William leaps from his seat, but Agnes’s hand has already shivered out of the teapot’s grip, and she totters away from the table, eyes wild. The shoulders around which he tries to cast a comforting arm seem to convulse and deflate and, with a retching cry, she falls to the floor. Or sinks to the carpet, if you will. Whatever way she gets there, she lands without a thump, and her glassy blue eyes are open.
William stares down in disbelief, though this is not the first time he’s seen her sprawled at his feet; he is sick with concern, and hatred too, for he suspects she conspired in her collapse. She, in turn, stares up at him, bizarrely calm now that she can fall no farther. Her hair is still neat, her body is arranged as if for sleep. Shallow breaths, lifting her bosom, reveal that the body underneath the blue dressing-gown is more adult than its tiny size suggests.
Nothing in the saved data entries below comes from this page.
// web-server/src/api/mod.rs
pub mod bridge;
pub mod landing;

pub fn configure(cfg: &mut actix_web::web::ServiceConfig) {
    cfg.service(landing::root)
        .service(landing::landing)
        .service(landing::healthcheck)
        .service(
            actix_web::web::scope("/api")
                .service(bridge::ask)
                .service(bridge::session_info)
        );
}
‘I made a mistake, getting up today,’ she reflects, spiritlessly, her gaze drifting from her husband to the plaster rosettes on the ceiling. ‘I thought I could, but I couldn’t.’
Fortuitously — for the Rackhams at least — it’s at this moment that Janey enters the room, sent to clear the breakfast table.
‘Janey!’ William barks. ‘Run to Doctor Curlew’s house and tell him to come at once.’
The girl curtseys, primed to obey, but she’s stopped in her tracks by the sound of her mistress’s voice coming up from the floor.
‘Janey can’t go,’ the recumbent Mrs Rackham points out, a little wheezy from carpet dust. ‘She’s needed in the kitchen. And Letty will be busy with the beds now. Janey, tell Beatrice she’s to go; she’s the only one we can spare.’
‘Yes ‘m.’
‘And call Clara to me.’
‘Yes ‘m.’ Without waiting for a word from the master, the girl hurries off.
William Rackham dawdles near his wife, awkwardly flexing his hands. Once upon a time, when Agnes’s illness was still new, he used to lift her up into his arms, and carry her from room to room. Now he knows that merely picking her up is not enough. He clears his throat, straining to find a way of demonstrating his remorse and his forgiveness.
‘You aren’t hurt, are you, my dear? I mean, in your bones? Should I even have called for Doctor Curlew, d’you think? I did it without thinking, in my …my agitation. But I daresay you don’t need a doctor, now. Do you?’ He holds it out to her: a tempting offer, for her to take or leave as she chooses.
‘It’s kind of you to think so,’ she responds wearily. ‘But it’s too late now.’
‘Nonsense. I can call the girl back.’
‘Out of the question. As if it weren’t bad enough, what’s become of this household, without you running about in your slippers, chasing after a servant.’
And she turns her head away from him, towards the door through which rescue will come.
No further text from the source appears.